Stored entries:
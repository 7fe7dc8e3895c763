//! Per-table publish/subscribe bus.

use std::collections::HashMap;
use std::sync::Arc;
use std::sync::RwLock;

use super::EventKind;
use super::TableEvent;

/// A subscribed handler.
type Handler = Arc<dyn Fn(&TableEvent) + Send + Sync>;

/// Token returned by [`EventBus::subscribe`], used to unsubscribe.
///
/// Closures have no identity in Rust, so removal is by token rather than
/// by handler reference.
#[derive(Debug, Clone, Copy, PartialEq, Eq, Hash)]
pub struct SubscriptionId(u64);

struct Subscriber {
    id: SubscriptionId,
    handler: Handler,
}

#[derive(Default)]
struct BusInner {
    subscribers: HashMap<EventKind, Vec<Subscriber>>,
    next_id: u64,
}

/// Synchronous publish/subscribe register, one per table instance.
///
/// `publish` invokes handlers in subscription order, passing the same
/// payload to each by shared reference. Handlers must not block; workers
/// that perform I/O hand the payload off to their own async task.
#[derive(Default)]
pub struct EventBus {
    inner: RwLock<BusInner>,
}

impl EventBus {
    /// Create an empty bus.
    pub fn new() -> Self {
        Self::default()
    }

    /// Subscribe a handler to one event kind.
    pub fn subscribe<F>(&self, kind: EventKind, handler: F) -> SubscriptionId
    where
        F: Fn(&TableEvent) + Send + Sync + 'static,
    {
        self.subscribe_arc(kind, Arc::new(handler))
    }

    /// Subscribe one handler to every event kind. Returns one token per
    /// kind, in [`EventKind::ALL`] order.
    pub fn subscribe_all<F>(&self, handler: F) -> Vec<SubscriptionId>
    where
        F: Fn(&TableEvent) + Send + Sync + 'static,
    {
        let handler: Handler = Arc::new(handler);
        EventKind::ALL
            .iter()
            .map(|kind| self.subscribe_arc(*kind, handler.clone()))
            .collect()
    }

    fn subscribe_arc(&self, kind: EventKind, handler: Handler) -> SubscriptionId {
        let mut inner = self.inner.write().unwrap_or_else(|e| e.into_inner());
        inner.next_id += 1;
        let id = SubscriptionId(inner.next_id);
        inner
            .subscribers
            .entry(kind)
            .or_default()
            .push(Subscriber { id, handler });
        id
    }

    /// Remove a subscription. Returns `true` if it was present. The order
    /// of remaining handlers is preserved.
    pub fn unsubscribe(&self, id: SubscriptionId) -> bool {
        let mut inner = self.inner.write().unwrap_or_else(|e| e.into_inner());
        for subscribers in inner.subscribers.values_mut() {
            if let Some(pos) = subscribers.iter().position(|s| s.id == id) {
                subscribers.remove(pos);
                return true;
            }
        }
        false
    }

    /// Publish an event to all current subscribers of its kind, in
    /// subscription order.
    ///
    /// The subscriber list is snapshotted before dispatch, so handlers may
    /// subscribe or unsubscribe reentrantly; such changes take effect for
    /// subsequent publishes only.
    pub fn publish(&self, event: &TableEvent) {
        let handlers: Vec<Handler> = {
            let inner = self.inner.read().unwrap_or_else(|e| e.into_inner());
            inner
                .subscribers
                .get(&event.kind())
                .map(|subs| subs.iter().map(|s| s.handler.clone()).collect())
                .unwrap_or_default()
        };

        for handler in handlers {
            handler(event);
        }
    }

    /// Number of handlers currently subscribed to a kind.
    pub fn subscriber_count(&self, kind: EventKind) -> usize {
        let inner = self.inner.read().unwrap_or_else(|e| e.into_inner());
        inner.subscribers.get(&kind).map_or(0, Vec::len)
    }
}

impl std::fmt::Debug for EventBus {
    fn fmt(&self, f: &mut std::fmt::Formatter<'_>) -> std::fmt::Result {
        let inner = self.inner.read().unwrap_or_else(|e| e.into_inner());
        let total: usize = inner.subscribers.values().map(Vec::len).sum();
        f.debug_struct("EventBus")
            .field("subscribers", &total)
            .finish()
    }
}
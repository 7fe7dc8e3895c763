use tabledom::{Content, Element};

fn sample_table() -> Element {
    Element::new("table")
        .attr("id", "t1")
        .child(
            Element::new("thead").child(
                Element::new("tr")
                    .child(Element::with_text("th", "name").attr("data-key", "name")),
            ),
        )
        .child(
            Element::new("tbody").child(
                Element::new("tr")
                    .attr("data-row", "0")
                    .child(Element::with_text("td", "Alice").attr("data-key", "name")),
            ),
        )
}

#[test]
fn test_attr_replaces_existing_value() {
    let mut el = Element::new("td").attr("class", "a");
    el.set_attr("class", "b");
    assert_eq!(el.get_attr("class"), Some("b"));
    assert_eq!(el.attributes.len(), 1);
}

#[test]
fn test_child_replaces_text_content() {
    let el = Element::with_text("td", "x").child(Element::new("input"));
    assert_eq!(el.child_elements().len(), 1);
    assert!(matches!(el.content, Content::Children(_)));
}

#[test]
fn test_find_by_tag_depth_first() {
    let table = sample_table();
    let tr = table.find_by_tag("tr").unwrap();
    // The thead row comes first in tree order.
    assert!(!tr.has_attr("data-row"));
    assert_eq!(table.find_all_by_tag("tr").len(), 2);
}

#[test]
fn test_find_by_attr() {
    let table = sample_table();
    let row = table.find_by_attr("data-row", "0").unwrap();
    assert_eq!(row.tag, "tr");
}

#[test]
fn test_text_content_concatenates_descendants() {
    let table = sample_table();
    assert_eq!(table.text_content(), "nameAlice");
}

#[test]
fn test_replace_section_swaps_only_target() {
    let mut table = sample_table();
    let before_thead = table.find_by_tag("thead").unwrap().clone();

    let new_body = Element::new("tbody").child(
        Element::new("tr")
            .attr("data-row", "0")
            .child(Element::with_text("td", "Bob").attr("data-key", "name")),
    );
    table.replace_section("tbody", new_body);

    assert_eq!(table.find_by_tag("thead").unwrap(), &before_thead);
    assert_eq!(
        table.find_by_tag("tbody").unwrap().text_content(),
        "Bob"
    );
    assert_eq!(table.child_elements().len(), 2);
}

#[test]
fn test_replace_section_appends_when_missing() {
    let mut el = Element::new("table");
    el.replace_section("tbody", Element::new("tbody"));
    assert_eq!(el.child_elements().len(), 1);
    assert_eq!(el.child_elements()[0].tag, "tbody");
}

#[test]
fn test_descendants_order() {
    let table = sample_table();
    let tags: Vec<&str> = table.descendants().map(|el| el.tag.as_str()).collect();
    assert_eq!(tags, ["table", "thead", "tr", "th", "tbody", "tr", "td"]);
}
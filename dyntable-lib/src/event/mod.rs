//! Table events
//!
//! Every table instance owns an [`EventBus`]; mutations publish a
//! [`TableEvent`] that fans out synchronously to subscribers in
//! subscription order. Payloads carry a [`TableId`] back-reference to the
//! owning table: a lookup key, never an owning handle.

mod bus;
mod kind;

use std::sync::atomic::{AtomicUsize, Ordering};

use serde::Deserialize;
use serde::Serialize;
use uuid::Uuid;

pub use bus::{EventBus, SubscriptionId};
pub use kind::{EventKind, UnknownEventKind};

use crate::console::{Task, TaskStatus};
use crate::model::Row;

/// Unique identifier for a table instance.
#[derive(Debug, Clone, Copy, PartialEq, Eq, Hash, Serialize)]
pub struct TableId(usize);

impl TableId {
    /// Allocate the next table id.
    pub fn next() -> Self {
        static COUNTER: AtomicUsize = AtomicUsize::new(0);
        Self(COUNTER.fetch_add(1, Ordering::SeqCst))
    }
}

impl std::fmt::Display for TableId {
    fn fmt(&self, f: &mut std::fmt::Formatter<'_>) -> std::fmt::Result {
        write!(f, "table-{}", self.0)
    }
}

/// Explicit row correlation handle: positional index plus stable identity.
///
/// Threaded through render output and event payloads so consumers never
/// have to round-trip row positions through string attributes.
#[derive(Debug, Clone, PartialEq, Eq, Serialize)]
pub struct RowHandle {
    /// Position in the row sequence at emission time.
    pub index: usize,
    /// Stable row identity (upper-case normalized).
    pub id: String,
}

/// Where a wholesale data replacement came from.
#[derive(Debug, Clone, Copy, PartialEq, Eq, Serialize, Deserialize)]
pub enum DataSource {
    /// Programmatic `load`.
    #[serde(rename = "load")]
    Load,
    /// Strict JSON import.
    #[serde(rename = "json")]
    Json,
    /// JSON import that needed lenient repair.
    #[serde(rename = "json-converted")]
    JsonRepaired,
    /// Loaded back from key-value storage.
    #[serde(rename = "storage")]
    Storage,
}

/// A table event with its kind-specific payload.
///
/// One variant per published event name; [`TableEvent::kind`] maps a value
/// back to its [`EventKind`]. Serialization renders just the payload
/// fields, which is what worker templates receive as `{{eventData}}`.
#[derive(Debug, Clone, Serialize)]
#[serde(untagged)]
pub enum TableEvent {
    /// The table was (re-)rendered.
    TableRender {
        table: TableId,
        headers: Vec<String>,
        rows: usize,
    },
    /// The row set was replaced wholesale.
    DataChange {
        table: TableId,
        rows: Vec<Row>,
        source: DataSource,
    },
    /// A cell edit is in progress.
    CellChange {
        table: TableId,
        row: RowHandle,
        key: String,
        value: String,
        collection: Option<String>,
    },
    /// A cell edit was committed (focus left the cell).
    CellBlur {
        table: TableId,
        row: RowHandle,
        key: String,
        value: String,
        collection: Option<String>,
    },
    /// A row was appended.
    RowAdded {
        table: TableId,
        row: RowHandle,
        collection: Option<String>,
    },
    /// A row was deleted. The handle was captured before removal.
    RowDeleted {
        table: TableId,
        row: RowHandle,
        collection: Option<String>,
    },
    /// A row detail sheet was opened.
    RowSheetOpened { table: TableId, row: RowHandle },
    /// A row detail sheet was closed.
    RowSheetClosed { table: TableId, row: RowHandle },
    /// A field edit was auto-saved into the model.
    RowFieldAutoSaved {
        table: TableId,
        row: RowHandle,
        key: String,
        value: String,
    },
    /// The selection set changed.
    SelectionChanged {
        table: TableId,
        selected: Vec<String>,
    },
    /// A row was selected or deselected in multi-select mode.
    RowSelected {
        table: TableId,
        row: RowHandle,
        selected: bool,
    },
    /// A row became the single selection.
    SingleRowSelected { table: TableId, row: RowHandle },
    /// A row's checked flag changed.
    RowChecked {
        table: TableId,
        row: RowHandle,
        checked: bool,
    },
    /// The active tab changed.
    TabChanged { table: TableId, tab: String },
    /// The collection name changed.
    CollectionNameChange { table: TableId, name: String },
    /// A worker was created or updated.
    WorkerSaved {
        table: TableId,
        worker: Uuid,
        name: String,
    },
    /// A worker was enabled or disabled.
    WorkerToggled {
        table: TableId,
        worker: Uuid,
        enabled: bool,
    },
    /// A worker was deleted.
    WorkerDeleted { table: TableId, worker: Uuid },
    /// A task was appended to the history.
    TaskAdded { table: TableId, task: Task },
    /// A task's status changed.
    TaskStatusChanged {
        table: TableId,
        task: Uuid,
        status: TaskStatus,
    },
}

impl TableEvent {
    /// The event kind this payload belongs to.
    pub fn kind(&self) -> EventKind {
        match self {
            Self::TableRender { .. } => EventKind::TableRender,
            Self::DataChange { .. } => EventKind::DataChange,
            Self::CellChange { .. } => EventKind::CellChange,
            Self::CellBlur { .. } => EventKind::CellBlur,
            Self::RowAdded { .. } => EventKind::RowAdded,
            Self::RowDeleted { .. } => EventKind::RowDeleted,
            Self::RowSheetOpened { .. } => EventKind::RowSheetOpened,
            Self::RowSheetClosed { .. } => EventKind::RowSheetClosed,
            Self::RowFieldAutoSaved { .. } => EventKind::RowFieldAutoSaved,
            Self::SelectionChanged { .. } => EventKind::SelectionChanged,
            Self::RowSelected { .. } => EventKind::RowSelected,
            Self::SingleRowSelected { .. } => EventKind::SingleRowSelected,
            Self::RowChecked { .. } => EventKind::RowChecked,
            Self::TabChanged { .. } => EventKind::TabChanged,
            Self::CollectionNameChange { .. } => EventKind::CollectionNameChange,
            Self::WorkerSaved { .. } => EventKind::WorkerSaved,
            Self::WorkerToggled { .. } => EventKind::WorkerToggled,
            Self::WorkerDeleted { .. } => EventKind::WorkerDeleted,
            Self::TaskAdded { .. } => EventKind::TaskAdded,
            Self::TaskStatusChanged { .. } => EventKind::TaskStatusChanged,
        }
    }

    /// The owning table.
    pub fn table(&self) -> TableId {
        match self {
            Self::TableRender { table, .. }
            | Self::DataChange { table, .. }
            | Self::CellChange { table, .. }
            | Self::CellBlur { table, .. }
            | Self::RowAdded { table, .. }
            | Self::RowDeleted { table, .. }
            | Self::RowSheetOpened { table, .. }
            | Self::RowSheetClosed { table, .. }
            | Self::RowFieldAutoSaved { table, .. }
            | Self::SelectionChanged { table, .. }
            | Self::RowSelected { table, .. }
            | Self::SingleRowSelected { table, .. }
            | Self::RowChecked { table, .. }
            | Self::TabChanged { table, .. }
            | Self::CollectionNameChange { table, .. }
            | Self::WorkerSaved { table, .. }
            | Self::WorkerToggled { table, .. }
            | Self::WorkerDeleted { table, .. }
            | Self::TaskAdded { table, .. }
            | Self::TaskStatusChanged { table, .. } => *table,
        }
    }

    /// The collection this event refers to, when the payload carries one.
    pub fn collection(&self) -> Option<&str> {
        match self {
            Self::CellChange { collection, .. }
            | Self::CellBlur { collection, .. }
            | Self::RowAdded { collection, .. }
            | Self::RowDeleted { collection, .. } => collection.as_deref(),
            Self::CollectionNameChange { name, .. } => Some(name.as_str()),
            _ => None,
        }
    }

    /// The row handle, when the payload carries one.
    pub fn row(&self) -> Option<&RowHandle> {
        match self {
            Self::CellChange { row, .. }
            | Self::CellBlur { row, .. }
            | Self::RowAdded { row, .. }
            | Self::RowDeleted { row, .. }
            | Self::RowSheetOpened { row, .. }
            | Self::RowSheetClosed { row, .. }
            | Self::RowFieldAutoSaved { row, .. }
            | Self::RowSelected { row, .. }
            | Self::SingleRowSelected { row, .. }
            | Self::RowChecked { row, .. } => Some(row),
            _ => None,
        }
    }

    /// Payload as JSON, for templates and log sinks.
    pub fn to_json(&self) -> serde_json::Value {
        serde_json::to_value(self).unwrap_or(serde_json::Value::Null)
    }
}
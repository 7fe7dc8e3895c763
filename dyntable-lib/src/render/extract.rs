//! Reading edited values back out of the rendered tree.

use tabledom::Element;

use crate::model::Row;
use crate::model::TableModel;
use crate::model::Value;

/// Extract the current table contents from the rendered element.
///
/// Walks `tbody` rows in order; for each visible header the value is read
/// from the cell's `input` value when present (input editing mode), else
/// from the cell's text content (content-editable mode). Both are trimmed.
/// The hidden identity is restored from the row's `data-id` attribute, so
/// a render/extract round trip reproduces the loaded data with identity
/// fields added.
pub fn extract_table_data(model: &TableModel, table: &Element) -> Vec<Row> {
    let id_key = &model.options().id_key;
    let Some(tbody) = table.find_by_tag("tbody") else {
        return Vec::new();
    };

    let mut extracted = Vec::new();
    for tr in tbody.child_elements().iter().filter(|el| el.tag == "tr") {
        let mut row = Row::new();
        if let Some(id) = tr.get_attr("data-id") {
            row.set_id(id_key, id);
        }

        for key in model.headers() {
            let value = cell_value(tr, key).unwrap_or_default();
            row.insert(key.clone(), Value::String(value));
        }
        extracted.push(row);
    }
    extracted
}

fn cell_value(tr: &Element, key: &str) -> Option<String> {
    let cell = tr.find_by_attr("data-key", key)?;
    let value = if cell.tag == "input" {
        cell.get_attr("value").unwrap_or_default().to_string()
    } else {
        cell.text_content()
    };
    Some(value.trim().to_string())
}
use dyntable_lib::model::{Row, SelectionMode, TableOptions, Value};
use dyntable_lib::render::{EditableMode, RenderOptions};
use dyntable_lib::DynamicTable;
use tabledom::{Document, Element};

fn document() -> Document {
    let mut doc = Document::new();
    doc.insert("data_table", Element::new("table"));
    doc
}

fn attach(rows: Vec<Row>, options: TableOptions) -> DynamicTable {
    DynamicTable::attach(&document(), "data_table", rows, options).unwrap()
}

fn people() -> Vec<Row> {
    vec![
        Row::new().set("name", "Alice").set("status", "active"),
        Row::new().set("name", "Bob").set("status", "waiting"),
    ]
}

#[test]
fn test_missing_mount_point_fails_construction() {
    let doc = Document::new();
    let err = DynamicTable::attach(&doc, "data_table", Vec::new(), TableOptions::default())
        .err()
        .expect("construction must fail");
    assert!(err.to_string().contains("data_table"));
}

#[test]
fn test_render_is_idempotent() {
    let mut table = attach(people(), TableOptions::default());
    let first = table.html();
    table.render();
    table.render();
    assert_eq!(table.html(), first);
}

#[test]
fn test_rerender_preserves_sibling_children() {
    let mut doc = document();
    doc.get_mut("data_table")
        .unwrap()
        .push_child(Element::new("caption").text("toolbar"));

    let mut table =
        DynamicTable::attach(&doc, "data_table", people(), TableOptions::default()).unwrap();
    table.render();

    let root = table.element();
    assert!(root.find_by_tag("caption").is_some());
    // Exactly one thead and one tbody regardless of render count.
    assert_eq!(root.find_all_by_tag("thead").len(), 1);
    assert_eq!(root.find_all_by_tag("tbody").len(), 1);
}

#[test]
fn test_identity_column_is_hidden_but_carried_on_rows() {
    let table = attach(people(), TableOptions::default());
    let html = table.html();
    assert!(!html.contains("_rid"));

    let tbody = table.element().find_by_tag("tbody").unwrap();
    for tr in tbody.child_elements() {
        let id = tr.get_attr("data-id").expect("row identity attribute");
        assert!(!id.is_empty());
    }
}

#[test]
fn test_action_column_is_last() {
    let table = attach(people(), TableOptions::default());
    let header_row = table
        .element()
        .find_by_tag("thead")
        .unwrap()
        .find_by_tag("tr")
        .unwrap();
    let last = header_row.child_elements().last().unwrap();
    assert_eq!(last.text_content(), "Action");

    let first_row = table
        .element()
        .find_by_tag("tbody")
        .unwrap()
        .child_elements()
        .first()
        .cloned()
        .unwrap();
    let action_cell = first_row.child_elements().last().unwrap();
    let button = action_cell.find_by_tag("button").unwrap();
    assert_eq!(button.get_attr("data-action"), Some("delete"));
}

#[test]
fn test_global_columns_prepended() {
    let options = TableOptions::default()
        .select_mode(SelectionMode::Multi)
        .render(
            RenderOptions::default()
                .show_index(true)
                .show_select(true)
                .show_checked(true),
        );
    let table = attach(people(), options);

    let header_row = table
        .element()
        .find_by_tag("thead")
        .unwrap()
        .find_by_tag("tr")
        .unwrap();
    let labels: Vec<String> = header_row
        .child_elements()
        .iter()
        .take(3)
        .map(Element::text_content)
        .collect();
    assert_eq!(labels, ["#", "Select", "Checked"]);
}

#[test]
fn test_checked_state_renders_checkbox() {
    let options =
        TableOptions::default().render(RenderOptions::default().show_checked(true));
    let mut table = attach(people(), options);
    table.toggle_checked(0, true).unwrap();

    let tbody = table.element().find_by_tag("tbody").unwrap();
    let first_row = &tbody.child_elements()[0];
    let checkbox = first_row.find_by_attr("data-check", "true").unwrap();
    assert_eq!(checkbox.get_attr("checked"), Some("checked"));

    let second_row = &tbody.child_elements()[1];
    let checkbox = second_row.find_by_attr("data-check", "true").unwrap();
    assert!(checkbox.get_attr("checked").is_none());
}

#[test]
fn test_input_mode_renders_inputs() {
    let options = TableOptions::default()
        .render(RenderOptions::default().editable_mode(EditableMode::Input));
    let table = attach(people(), options);

    let tbody = table.element().find_by_tag("tbody").unwrap();
    let inputs = tbody.find_all_by_tag("input");
    // Two data columns per row, two rows.
    assert_eq!(inputs.len(), 4);
    assert_eq!(inputs[0].get_attr("value"), Some("Alice"));
    assert_eq!(inputs[0].get_attr("data-key"), Some("name"));
}

#[test]
fn test_cell_formatter_applies() {
    let options = TableOptions::default().render(
        RenderOptions::default().cell_formatter(|key, value| {
            if key == "status" {
                value.display_string().to_uppercase()
            } else {
                value.display_string()
            }
        }),
    );
    let table = attach(people(), options);
    assert!(table.html().contains("ACTIVE"));
    assert!(table.html().contains("Alice"));
}

#[test]
fn test_extract_round_trips_loaded_data() {
    for mode in [EditableMode::Cell, EditableMode::Input] {
        let options = TableOptions::default()
            .render(RenderOptions::default().editable_mode(mode));
        let mut table = attach(Vec::new(), options);
        let status = table.load_json(r#"[{"name":"Alice","status":"active"},{"name":"Bob","status":"waiting"}]"#);
        assert!(status.ok);

        let extracted = table.extract_table_data();
        assert_eq!(extracted.len(), 2);
        for (extracted_row, original) in extracted.iter().zip(table.model().rows()) {
            assert_eq!(
                extracted_row.id("_rid"),
                original.id("_rid"),
                "identity must survive the round trip"
            );
            for key in ["name", "status"] {
                assert_eq!(
                    extracted_row.get(key).unwrap().display_string(),
                    original.get(key).unwrap().display_string()
                );
            }
        }
    }
}

#[test]
fn test_extracted_values_are_trimmed_strings() {
    let mut table = attach(Vec::new(), TableOptions::default());
    table.load_json(r#"[{"count": 7}]"#);
    let extracted = table.extract_table_data();
    assert_eq!(extracted[0].get("count"), Some(&Value::String("7".into())));
}
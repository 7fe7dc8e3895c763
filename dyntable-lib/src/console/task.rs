//! Task history.

use std::sync::Arc;
use std::sync::RwLock;
use std::sync::Weak;

use chrono::DateTime;
use chrono::Utc;
use serde::Deserialize;
use serde::Serialize;
use uuid::Uuid;

use crate::event::EventBus;
use crate::event::TableEvent;
use crate::event::TableId;

/// Lifecycle of a task record.
#[derive(Debug, Clone, Copy, PartialEq, Eq, Serialize, Deserialize)]
#[serde(rename_all = "snake_case")]
pub enum TaskStatus {
    Pending,
    InProgress,
    Completed,
}

/// One observability record. Informational only.
#[derive(Debug, Clone, Serialize)]
pub struct Task {
    /// Task id.
    pub id: Uuid,
    /// Free-form category, e.g. `worker`.
    pub task_type: String,
    /// Short description.
    pub description: String,
    /// Outcome details, updated on completion.
    pub details: String,
    /// Current status.
    pub status: TaskStatus,
    /// When the task was created.
    pub timestamp: DateTime<Utc>,
}

/// Append-only task history with status transitions.
///
/// Holds the bus weakly: the bus owns worker closures which own the
/// executor which owns this log, and a strong reference back would pin
/// the whole cycle in memory.
pub struct TaskLog {
    table: TableId,
    bus: Weak<EventBus>,
    tasks: RwLock<Vec<Task>>,
}

impl TaskLog {
    /// Creates a task history publishing onto the given bus.
    pub fn new(bus: &Arc<EventBus>, table: TableId) -> Arc<Self> {
        Arc::new(Self {
            table,
            bus: Arc::downgrade(bus),
            tasks: RwLock::new(Vec::new()),
        })
    }

    /// Append a pending task. Emits `taskAdded`.
    pub fn add(
        &self,
        task_type: impl Into<String>,
        description: impl Into<String>,
        details: impl Into<String>,
    ) -> Uuid {
        let task = Task {
            id: Uuid::new_v4(),
            task_type: task_type.into(),
            description: description.into(),
            details: details.into(),
            status: TaskStatus::Pending,
            timestamp: Utc::now(),
        };
        let id = task.id;

        {
            let mut tasks = self.tasks.write().unwrap_or_else(|e| e.into_inner());
            tasks.push(task.clone());
        }
        self.publish(TableEvent::TaskAdded {
            table: self.table,
            task,
        });
        id
    }

    /// Change a task's status. Emits `taskStatusChanged` when the task
    /// exists.
    pub fn set_status(&self, id: Uuid, status: TaskStatus) -> bool {
        let changed = {
            let mut tasks = self.tasks.write().unwrap_or_else(|e| e.into_inner());
            match tasks.iter_mut().find(|t| t.id == id) {
                Some(task) => {
                    task.status = status;
                    true
                }
                None => false,
            }
        };
        if changed {
            self.publish(TableEvent::TaskStatusChanged {
                table: self.table,
                task: id,
                status,
            });
        }
        changed
    }

    /// Mark a task completed with outcome details.
    pub fn complete(&self, id: Uuid, details: impl Into<String>) -> bool {
        {
            let mut tasks = self.tasks.write().unwrap_or_else(|e| e.into_inner());
            match tasks.iter_mut().find(|t| t.id == id) {
                Some(task) => task.details = details.into(),
                None => return false,
            }
        }
        self.set_status(id, TaskStatus::Completed)
    }

    /// A task by id.
    pub fn get(&self, id: Uuid) -> Option<Task> {
        self.tasks
            .read()
            .unwrap_or_else(|e| e.into_inner())
            .iter()
            .find(|t| t.id == id)
            .cloned()
    }

    /// A snapshot of the full history, in creation order.
    pub fn tasks(&self) -> Vec<Task> {
        self.tasks
            .read()
            .unwrap_or_else(|e| e.into_inner())
            .clone()
    }

    fn publish(&self, event: TableEvent) {
        if let Some(bus) = self.bus.upgrade() {
            bus.publish(&event);
        }
    }
}

impl std::fmt::Debug for TaskLog {
    fn fmt(&self, f: &mut std::fmt::Formatter<'_>) -> std::fmt::Result {
        f.debug_struct("TaskLog")
            .field("table", &self.table)
            .field("tasks", &self.tasks.read().unwrap_or_else(|e| e.into_inner()).len())
            .finish()
    }
}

Task directions. Please find the lines in the data that contain the word "class" and copy them.

Response.
    let mut el = Element::new("td").attr("class", "a");
    el.set_attr("class", "b");
    assert_eq!(el.get_attr("class"), Some("b"));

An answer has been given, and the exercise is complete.